We examined the extent of the overlap between resistance to predation and traits related to pathogen inhibition typically reported in rhizosphere bacteria. Because resistance to predation can be directly related to bacterial fitness, the observed overlap could explain the prevalence of plant-beneficial bacterial traits in the rhizosphere.

In our study, resistance to predation was found to be correlated with level of investment in plant-protective traits of Pseudomonas spp., a prevalent taxon in the rhizosphere. In contrast, predator-prey interactions generally could not be well predicted by the phylogenetic relatedness of either the microbial prey or predators. We therefore argue that protists may offer new approaches to support a pathogen-suppressive microbiome.

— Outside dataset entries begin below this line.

//! Fixed and variable arity tuple entries: vibrato and envelope.
//!
//! Both are comma-separated and project named fields onto positional slots.
//! Slots the text leaves out keep their documented defaults.

use std::fmt;

use super::scalar::{check_finite, parse_float, parse_int, quantize};
use super::EntryState;
use crate::error::UstError;

/// Decimal places for vibrato slots and envelope points.
pub const TUPLE_PRECISION: usize = 2;

/// Number of vibrato slots.
pub const VIBRATO_SLOTS: usize = 8;

pub const VIBRATO_LENGTH: usize = 0;
pub const VIBRATO_CYCLE: usize = 1;
pub const VIBRATO_DEPTH: usize = 2;
pub const VIBRATO_FADE_IN: usize = 3;
pub const VIBRATO_FADE_OUT: usize = 4;
pub const VIBRATO_PHASE: usize = 5;
pub const VIBRATO_HEIGHT: usize = 6;

/// Vibrato: length (% of note), cycle (ms), depth (cent), fade-in and
/// fade-out (% of vibrato), phase (% of a cycle), height (%) and a reserved
/// eighth slot. Seven or eight values may be supplied.
#[derive(Debug, Clone, PartialEq, Default)]
pub struct VibratoEntry {
    slots: [f64; VIBRATO_SLOTS],
    state: EntryState,
}

impl VibratoEntry {
    pub fn new() -> Self {
        Self::default()
    }

    pub fn slots(&self) -> [f64; VIBRATO_SLOTS] {
        self.slots
    }

    pub fn length(&self) -> f64 {
        self.slots[VIBRATO_LENGTH]
    }

    pub fn cycle(&self) -> f64 {
        self.slots[VIBRATO_CYCLE]
    }

    pub fn depth(&self) -> f64 {
        self.slots[VIBRATO_DEPTH]
    }

    pub fn fade_in(&self) -> f64 {
        self.slots[VIBRATO_FADE_IN]
    }

    pub fn fade_out(&self) -> f64 {
        self.slots[VIBRATO_FADE_OUT]
    }

    pub fn phase(&self) -> f64 {
        self.slots[VIBRATO_PHASE]
    }

    pub fn height(&self) -> f64 {
        self.slots[VIBRATO_HEIGHT]
    }

    pub fn has_value(&self) -> bool {
        self.state.has_value
    }

    pub fn is_updated(&self) -> bool {
        self.state.is_updated
    }

    pub fn init_from_str(&mut self, text: &str) -> Result<(), UstError> {
        self.slots = Self::parse(text)?;
        self.state.loaded();
        Ok(())
    }

    pub fn set_from_str(&mut self, text: &str) -> Result<(), UstError> {
        self.slots = Self::parse(text)?;
        self.state.updated();
        Ok(())
    }

    /// Overwrite one slot; see the `VIBRATO_*` offsets.
    pub fn set_slot(&mut self, index: usize, value: f64) -> Result<(), UstError> {
        if index >= VIBRATO_SLOTS {
            return Err(UstError::BoundsError {
                index,
                len: VIBRATO_SLOTS,
            });
        }
        self.slots[index] = quantize(check_finite(value)?, TUPLE_PRECISION);
        self.state.updated();
        Ok(())
    }

    pub fn reset(&mut self) {
        self.slots = [0.0; VIBRATO_SLOTS];
        self.state.cleared();
    }

    fn parse(text: &str) -> Result<[f64; VIBRATO_SLOTS], UstError> {
        let tokens: Vec<&str> = text.split(',').collect();
        if tokens.len() != VIBRATO_SLOTS && tokens.len() != VIBRATO_SLOTS - 1 {
            return Err(UstError::format(format!("{} is not vibrato pattern", text)));
        }
        let mut slots = [0.0; VIBRATO_SLOTS];
        for (slot, token) in slots.iter_mut().zip(tokens) {
            *slot = quantize(parse_float(token)?, TUPLE_PRECISION);
        }
        Ok(slots)
    }
}

impl fmt::Display for VibratoEntry {
    fn fmt(&self, f: &mut fmt::Formatter<'_>) -> fmt::Result {
        for (i, slot) in self.slots.iter().enumerate() {
            if i > 0 {
                f.write_str(",")?;
            }
            write!(f, "{:.*}", TUPLE_PRECISION, slot)?;
        }
        Ok(())
    }
}

/// Canonical slot order: p1,p2,p3,v1,v2,v3,v4,%,p4,p5,v5.
#[derive(Debug, Clone, Copy)]
enum EnvelopeSlot {
    Point(usize),
    Volume(usize),
    Marker,
}

const ENVELOPE_LAYOUT: [EnvelopeSlot; 11] = [
    EnvelopeSlot::Point(0),
    EnvelopeSlot::Point(1),
    EnvelopeSlot::Point(2),
    EnvelopeSlot::Volume(0),
    EnvelopeSlot::Volume(1),
    EnvelopeSlot::Volume(2),
    EnvelopeSlot::Volume(3),
    EnvelopeSlot::Marker,
    EnvelopeSlot::Point(3),
    EnvelopeSlot::Point(4),
    EnvelopeSlot::Volume(4),
];

/// Supplied value counts the envelope accepts.
pub const ENVELOPE_ARITIES: [usize; 4] = [5, 7, 9, 11];

pub const DEFAULT_ENVELOPE_POINTS: [f64; 5] = [0.0, 5.0, 35.0, 0.0, 0.0];
pub const DEFAULT_ENVELOPE_VOLUMES: [i32; 5] = [0, 100, 100, 0, 100];

/// Volume envelope.
///
/// `p` slots are times in ms (p1 from the note head, p2 from p1, p3 back
/// from p4, p4 back from the note end, p5 from p2); `v` slots are volumes
/// in percent.
#[derive(Debug, Clone, PartialEq)]
pub struct EnvelopeEntry {
    points: [f64; 5],
    volumes: [i32; 5],
    arity: usize,
    state: EntryState,
}

impl Default for EnvelopeEntry {
    fn default() -> Self {
        Self {
            points: DEFAULT_ENVELOPE_POINTS,
            volumes: DEFAULT_ENVELOPE_VOLUMES,
            arity: 7,
            state: EntryState::default(),
        }
    }
}

impl EnvelopeEntry {
    pub fn new() -> Self {
        Self::default()
    }

    /// Number of values the current text form carries (5, 7, 9 or 11).
    pub fn arity(&self) -> usize {
        self.arity
    }

    pub fn points(&self) -> [f64; 5] {
        self.points
    }

    pub fn volumes(&self) -> [i32; 5] {
        self.volumes
    }

    pub fn p(&self, index: usize) -> Result<f64, UstError> {
        self.points
            .get(index)
            .copied()
            .ok_or(UstError::BoundsError { index, len: 5 })
    }

    pub fn v(&self, index: usize) -> Result<i32, UstError> {
        self.volumes
            .get(index)
            .copied()
            .ok_or(UstError::BoundsError { index, len: 5 })
    }

    pub fn has_value(&self) -> bool {
        self.state.has_value
    }

    pub fn is_updated(&self) -> bool {
        self.state.is_updated
    }

    pub fn init_from_str(&mut self, text: &str) -> Result<(), UstError> {
        let (points, volumes, arity) = Self::parse(text)?;
        self.points = points;
        self.volumes = volumes;
        self.arity = arity;
        self.state.loaded();
        Ok(())
    }

    pub fn set_from_str(&mut self, text: &str) -> Result<(), UstError> {
        let (points, volumes, arity) = Self::parse(text)?;
        self.points = points;
        self.volumes = volumes;
        self.arity = arity;
        self.state.updated();
        Ok(())
    }

    /// Overwrite a point supplied by the current text form.
    pub fn set_p(&mut self, index: usize, value: f64) -> Result<(), UstError> {
        let len = self.supplied_points();
        if index >= len {
            return Err(UstError::BoundsError { index, len });
        }
        self.points[index] = quantize(check_finite(value)?, TUPLE_PRECISION);
        self.state.updated();
        Ok(())
    }

    /// Overwrite a volume supplied by the current text form.
    pub fn set_v(&mut self, index: usize, value: i32) -> Result<(), UstError> {
        let len = self.supplied_volumes();
        if index >= len {
            return Err(UstError::BoundsError { index, len });
        }
        self.volumes[index] = value;
        self.state.updated();
        Ok(())
    }

    pub fn reset(&mut self) {
        self.points = DEFAULT_ENVELOPE_POINTS;
        self.volumes = DEFAULT_ENVELOPE_VOLUMES;
        self.arity = 7;
        self.state.cleared();
    }

    fn supplied_points(&self) -> usize {
        ENVELOPE_LAYOUT[..self.arity]
            .iter()
            .filter(|slot| matches!(slot, EnvelopeSlot::Point(_)))
            .count()
    }

    fn supplied_volumes(&self) -> usize {
        ENVELOPE_LAYOUT[..self.arity]
            .iter()
            .filter(|slot| matches!(slot, EnvelopeSlot::Volume(_)))
            .count()
    }

    fn parse(text: &str) -> Result<([f64; 5], [i32; 5], usize), UstError> {
        let bad = || UstError::format(format!("{} is not envelope pattern", text));
        let tokens: Vec<&str> = text.split(',').collect();
        if !ENVELOPE_ARITIES.contains(&tokens.len()) {
            return Err(bad());
        }

        let mut points = DEFAULT_ENVELOPE_POINTS;
        let mut volumes = DEFAULT_ENVELOPE_VOLUMES;
        for (slot, token) in ENVELOPE_LAYOUT.iter().zip(&tokens) {
            match *slot {
                EnvelopeSlot::Point(i) => {
                    let value = parse_float(token).map_err(|_| bad())?;
                    points[i] = quantize(value, TUPLE_PRECISION);
                }
                EnvelopeSlot::Volume(i) => {
                    volumes[i] = parse_int(token).map_err(|_| bad())?;
                }
                EnvelopeSlot::Marker => {
                    if token.trim() != "%" {
                        return Err(bad());
                    }
                }
            }
        }
        Ok((points, volumes, tokens.len()))
    }
}

impl fmt::Display for EnvelopeEntry {
    fn fmt(&self, f: &mut fmt::Formatter<'_>) -> fmt::Result {
        for (i, slot) in ENVELOPE_LAYOUT[..self.arity].iter().enumerate() {
            if i > 0 {
                f.write_str(",")?;
            }
            match *slot {
                EnvelopeSlot::Point(p) => write!(f, "{:.*}", TUPLE_PRECISION, self.points[p])?,
                EnvelopeSlot::Volume(v) => write!(f, "{}", self.volumes[v])?,
                EnvelopeSlot::Marker => f.write_str("%")?,
            }
        }
        Ok(())
    }
}

#[cfg(test)]
mod tests {
    use super::*;

    #[test]
    fn test_vibrato_seven_values() {
        let mut e = VibratoEntry::new();
        e.init_from_str("1,2,3,4,5,6,7").unwrap();
        assert_eq!(e.length(), 1.0);
        assert_eq!(e.cycle(), 2.0);
        assert_eq!(e.depth(), 3.0);
        assert_eq!(e.fade_in(), 4.0);
        assert_eq!(e.fade_out(), 5.0);
        assert_eq!(e.phase(), 6.0);
        assert_eq!(e.height(), 7.0);
        assert!(e.has_value());
        assert!(!e.is_updated());
        assert_eq!(e.to_string(), "1.00,2.00,3.00,4.00,5.00,6.00,7.00,0.00");
    }

    #[test]
    fn test_vibrato_eight_values_and_slot_update() {
        let mut e = VibratoEntry::new();
        e.init_from_str("65,180,35,20,20,0,0,0").unwrap();
        e.set_slot(VIBRATO_DEPTH, 50.0).unwrap();
        assert_eq!(e.depth(), 50.0);
        assert!(e.is_updated());
        assert!(matches!(
            e.set_slot(8, 1.0),
            Err(UstError::BoundsError { index: 8, len: 8 })
        ));
    }

    #[test]
    fn test_vibrato_rejects_bad_values() {
        let mut e = VibratoEntry::new();
        let good: Vec<&str> = "1,2,3,4,5,6,7".split(',').collect();
        for i in 0..good.len() {
            let mut tokens = good.clone();
            tokens[i] = "a";
            let err = e.init_from_str(&tokens.join(",")).unwrap_err();
            assert_eq!(err.to_string(), "Format error at line 0: a is not float");
        }
        assert!(e.init_from_str("1,2,3").is_err());
        assert!(!e.has_value());
    }

    #[test]
    fn test_envelope_arities() {
        let mut e = EnvelopeEntry::new();
        e.init_from_str("1,2,3,4,5,6,7").unwrap();
        assert_eq!(e.to_string(), "1.00,2.00,3.00,4,5,6,7");
        assert_eq!(e.arity(), 7);

        e.init_from_str("1,2,3,4,5,6,7,%,8").unwrap();
        assert_eq!(e.to_string(), "1.00,2.00,3.00,4,5,6,7,%,8.00");

        e.init_from_str("1,2,3,4,5,6,7,%,8,10,11").unwrap();
        assert_eq!(e.to_string(), "1.00,2.00,3.00,4,5,6,7,%,8.00,10.00,11");
        assert_eq!(e.p(4).unwrap(), 10.0);
        assert_eq!(e.v(4).unwrap(), 11);
        assert!(!e.is_updated());
    }

    #[test]
    fn test_envelope_short_form_takes_defaults() {
        let mut e = EnvelopeEntry::new();
        e.init_from_str("0,10,30,0,80").unwrap();
        assert_eq!(e.volumes(), [0, 80, 100, 0, 100]);
        assert_eq!(e.to_string(), "0.00,10.00,30.00,0,80");
    }

    #[test]
    fn test_envelope_rejects_bad_patterns() {
        let mut e = EnvelopeEntry::new();
        let tokens: Vec<&str> = "1,2,3,4,5,6,7,%,8,10,11".split(',').collect();
        for i in 0..tokens.len() {
            let mut bad = tokens.clone();
            bad[i] = "a";
            let text = bad.join(",");
            let err = e.init_from_str(&text).unwrap_err();
            assert_eq!(
                err.to_string(),
                format!("Format error at line 0: {} is not envelope pattern", text)
            );
        }
        assert!(e.init_from_str("1,2,3,4,5,6").is_err());
        assert!(e.init_from_str("1,2,3,4,5,6,7,8").is_err());
        assert!(!e.has_value());
    }

    #[test]
    fn test_envelope_set_p_and_v() {
        let mut e = EnvelopeEntry::new();
        e.init_from_str("1,2,3,4,5,6,7").unwrap();
        e.set_p(0, 10.0).unwrap();
        assert_eq!(e.to_string(), "10.00,2.00,3.00,4,5,6,7");
        e.set_v(0, 10).unwrap();
        assert_eq!(e.to_string(), "10.00,2.00,3.00,10,5,6,7");
        assert!(e.is_updated());

        assert!(matches!(
            e.set_p(3, 1.0),
            Err(UstError::BoundsError { index: 3, len: 3 })
        ));
        assert!(matches!(
            e.set_v(10, 1),
            Err(UstError::BoundsError { index: 10, len: 4 })
        ));
    }
}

Specificity of Predator-Prey Interactions

Bacterial isolates varied in their effect on the protist predators, from no inhibition to strong inhibition of all species tested. The bacterial isolates Pseudomonas asplenii RPBP2 and Pseudomonas fluorescens RBBP4 supported growth of most of the protist isolates. In contrast, the predator-resistant isolates Pseudomonas donghuensis SVBP6, Pseudomonas putida SVMP4, Pseudomonas chlororaphis SVBP3, SVBP8, and SMMP3 were highly effective at inhibiting the tested protist isolates. The predator-resistant bacterial isolates seem thus to harbor defense mechanisms effective against a range of organisms, spanning at least three eukaryotic supergroups. Such broad defense suggests non-specific mechanisms such as production of broad-range antibiotics or extracellular lytic enzymes (Whipps, 2001; Raaijmakers et al., 2002). Interestingly, protist inhibition only occurred in our 2% KB system, and not under nutrient-limiting conditions setup (i.e., PAS). This suggests that the bacterial isolates enable protist growth, but if enough nutrients are available, they reach higher densities and actively defend themselves provided they harbor the necessary genetical toolbox for anti-predator activity. This is further supported by the fact that all bacterial isolates reached higher densities in the 2% KB system compared to the PAS system [mean OD600 in 2%KB: 0.41, in PAS: 0.14; t(403) = -19, p < 0.001; data not shown].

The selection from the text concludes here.